*Directions:* Within the data, how many lines hold the word "DIECINUEVE"? Answer with nothing but the number.

______

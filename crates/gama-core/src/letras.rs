//! # Letras Module
//!
//! Spells out a monetary amount in uppercase Spanish for the legal line of a
//! printed receipt, e.g. `$1,021.50` → `MIL VEINTIUN PESOS 50/100 M.N.`
//!
//! ## Irregulars
//! ```text
//! ┌─────────────────────────────────────────────────────────────────────────┐
//! │  Spanish number irregulars handled here                                 │
//! │                                                                         │
//! │   0        → CERO                                                       │
//! │   10..19   → DIEZ, ONCE, ... DIECINUEVE        (fused, no "Y")          │
//! │   21..29   → VEINTIUN, VEINTIDOS, ...          (fused with VEINTI)      │
//! │   31..99   → TREINTA Y UN, ...                 (decena Y unidad)        │
//! │   100      → CIEN                              (not CIENTO)             │
//! │   101..199 → CIENTO UN, ...                                             │
//! │   500/700/900 → QUINIENTOS / SETECIENTOS / NOVECIENTOS                  │
//! │   1000     → MIL                               (never UN MIL)           │
//! └─────────────────────────────────────────────────────────────────────────┘
//! ```
//!
//! The breakdown works on plain integers; the currency suffix
//! `" PESOS {CC}/100 M.N."` is appended exactly once at the top level, never
//! inside the recursion. Amounts at or above one million pesos fall back to
//! plain digits for the integer part.

use crate::money::Money;

// =============================================================================
// Lookup Tables
// =============================================================================

const UNIDADES: [&str; 10] = [
    "", "UN", "DOS", "TRES", "CUATRO", "CINCO", "SEIS", "SIETE", "OCHO", "NUEVE",
];

const DIECES: [&str; 10] = [
    "DIEZ",
    "ONCE",
    "DOCE",
    "TRECE",
    "CATORCE",
    "QUINCE",
    "DIECISEIS",
    "DIECISIETE",
    "DIECIOCHO",
    "DIECINUEVE",
];

const DECENAS: [&str; 10] = [
    "",
    "DIEZ",
    "VEINTE",
    "TREINTA",
    "CUARENTA",
    "CINCUENTA",
    "SESENTA",
    "SETENTA",
    "OCHENTA",
    "NOVENTA",
];

const CENTENAS: [&str; 10] = [
    "",
    "CIENTO",
    "DOSCIENTOS",
    "TRESCIENTOS",
    "CUATROCIENTOS",
    "QUINIENTOS",
    "SEISCIENTOS",
    "SETECIENTOS",
    "OCHOCIENTOS",
    "NOVECIENTOS",
];

// =============================================================================
// Integer Breakdown
// =============================================================================

/// Spells out an integer peso count in uppercase Spanish.
///
/// Supports `[0, 1_000_000)`; anything larger renders as plain digits.
pub fn entero_en_letras(n: u64) -> String {
    match n {
        0 => "CERO".to_string(),
        1..=9 => UNIDADES[n as usize].to_string(),
        10..=19 => DIECES[(n - 10) as usize].to_string(),
        20 => "VEINTE".to_string(),
        // 21-29 fuse onto VEINTI with no space: VEINTIUN, VEINTIDOS, ...
        21..=29 => format!("VEINTI{}", UNIDADES[(n - 20) as usize]),
        30..=99 => {
            let decena = DECENAS[(n / 10) as usize];
            let unidad = n % 10;
            if unidad == 0 {
                decena.to_string()
            } else {
                format!("{} Y {}", decena, UNIDADES[unidad as usize])
            }
        }
        // Exactly 100 is CIEN; 101+ uses CIENTO
        100 => "CIEN".to_string(),
        101..=999 => {
            let centena = CENTENAS[(n / 100) as usize];
            let resto = n % 100;
            if resto == 0 {
                centena.to_string()
            } else {
                format!("{} {}", centena, entero_en_letras(resto))
            }
        }
        1000..=999_999 => {
            let miles = n / 1000;
            let resto = n % 1000;
            // "MIL", never "UN MIL"
            let cabeza = if miles == 1 {
                "MIL".to_string()
            } else {
                format!("{} MIL", entero_en_letras(miles))
            };
            if resto == 0 {
                cabeza
            } else {
                format!("{} {}", cabeza, entero_en_letras(resto))
            }
        }
        _ => n.to_string(),
    }
}

// =============================================================================
// Currency Rendering
// =============================================================================

/// Renders a [`Money`] amount as the uppercase legal line of a receipt:
/// `CIENTO DIECISIETE PESOS 00/100 M.N.`
///
/// Negative amounts spell out as zero, matching the display rule that a
/// receipt never shows negative currency.
pub fn importe_con_letra(importe: Money) -> String {
    let importe = if importe.is_negative() {
        Money::zero()
    } else {
        importe
    };
    let pesos = importe.pesos() as u64;
    let centavos = importe.centavos_part();

    format!("{} PESOS {:02}/100 M.N.", entero_en_letras(pesos), centavos)
}

// =============================================================================
// Unit Tests
// =============================================================================

#[cfg(test)]
mod tests {
    use super::*;

    #[test]
    fn test_cero() {
        assert_eq!(entero_en_letras(0), "CERO");
        assert_eq!(
            importe_con_letra(Money::zero()),
            "CERO PESOS 00/100 M.N."
        );
    }

    #[test]
    fn test_unidades_y_teens() {
        assert_eq!(entero_en_letras(1), "UN");
        assert_eq!(entero_en_letras(7), "SIETE");
        assert_eq!(entero_en_letras(10), "DIEZ");
        assert_eq!(entero_en_letras(11), "ONCE");
        assert_eq!(entero_en_letras(15), "QUINCE");
        assert_eq!(entero_en_letras(16), "DIECISEIS");
        assert_eq!(entero_en_letras(19), "DIECINUEVE");
    }

    #[test]
    fn test_veintis_fusionados() {
        assert_eq!(entero_en_letras(20), "VEINTE");
        assert_eq!(entero_en_letras(21), "VEINTIUN");
        assert_eq!(entero_en_letras(25), "VEINTICINCO");
        assert_eq!(entero_en_letras(29), "VEINTINUEVE");
    }

    #[test]
    fn test_decenas_con_y() {
        assert_eq!(entero_en_letras(30), "TREINTA");
        assert_eq!(entero_en_letras(31), "TREINTA Y UN");
        assert_eq!(entero_en_letras(57), "CINCUENTA Y SIETE");
        assert_eq!(entero_en_letras(99), "NOVENTA Y NUEVE");
    }

    #[test]
    fn test_centenas() {
        assert_eq!(entero_en_letras(100), "CIEN");
        assert_eq!(entero_en_letras(101), "CIENTO UN");
        assert_eq!(entero_en_letras(117), "CIENTO DIECISIETE");
        assert_eq!(entero_en_letras(200), "DOSCIENTOS");
        assert_eq!(entero_en_letras(555), "QUINIENTOS CINCUENTA Y CINCO");
        assert_eq!(entero_en_letras(700), "SETECIENTOS");
        assert_eq!(entero_en_letras(999), "NOVECIENTOS NOVENTA Y NUEVE");
    }

    #[test]
    fn test_miles() {
        assert_eq!(entero_en_letras(1000), "MIL");
        assert_eq!(entero_en_letras(1021), "MIL VEINTIUN");
        assert_eq!(entero_en_letras(2000), "DOS MIL");
        assert_eq!(entero_en_letras(15_350), "QUINCE MIL TRESCIENTOS CINCUENTA");
        assert_eq!(
            entero_en_letras(999_999),
            "NOVECIENTOS NOVENTA Y NUEVE MIL NOVECIENTOS NOVENTA Y NUEVE"
        );
    }

    #[test]
    fn test_fallback_a_digitos() {
        assert_eq!(entero_en_letras(1_000_000), "1000000");
        assert_eq!(entero_en_letras(1_234_567), "1234567");
    }

    #[test]
    fn test_importe_con_letra() {
        assert_eq!(
            importe_con_letra(Money::from_cents(100_00)),
            "CIEN PESOS 00/100 M.N."
        );
        assert_eq!(
            importe_con_letra(Money::from_cents(21_50)),
            "VEINTIUN PESOS 50/100 M.N."
        );
        assert_eq!(
            importe_con_letra(Money::from_cents(1_000_00)),
            "MIL PESOS 00/100 M.N."
        );
        assert_eq!(
            importe_con_letra(Money::from_cents(117_00)),
            "CIENTO DIECISIETE PESOS 00/100 M.N."
        );
    }

    #[test]
    fn test_importe_negativo_es_cero() {
        assert_eq!(
            importe_con_letra(Money::from_cents(-500)),
            "CERO PESOS 00/100 M.N."
        );
    }

    #[test]
    fn test_sufijo_aparece_una_sola_vez() {
        let texto = importe_con_letra(Money::from_cents(123_456_78));
        assert_eq!(texto.matches("PESOS").count(), 1);
        assert_eq!(texto.matches("M.N.").count(), 1);
        assert!(texto.ends_with("78/100 M.N."));
    }
}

______

*Response:* 3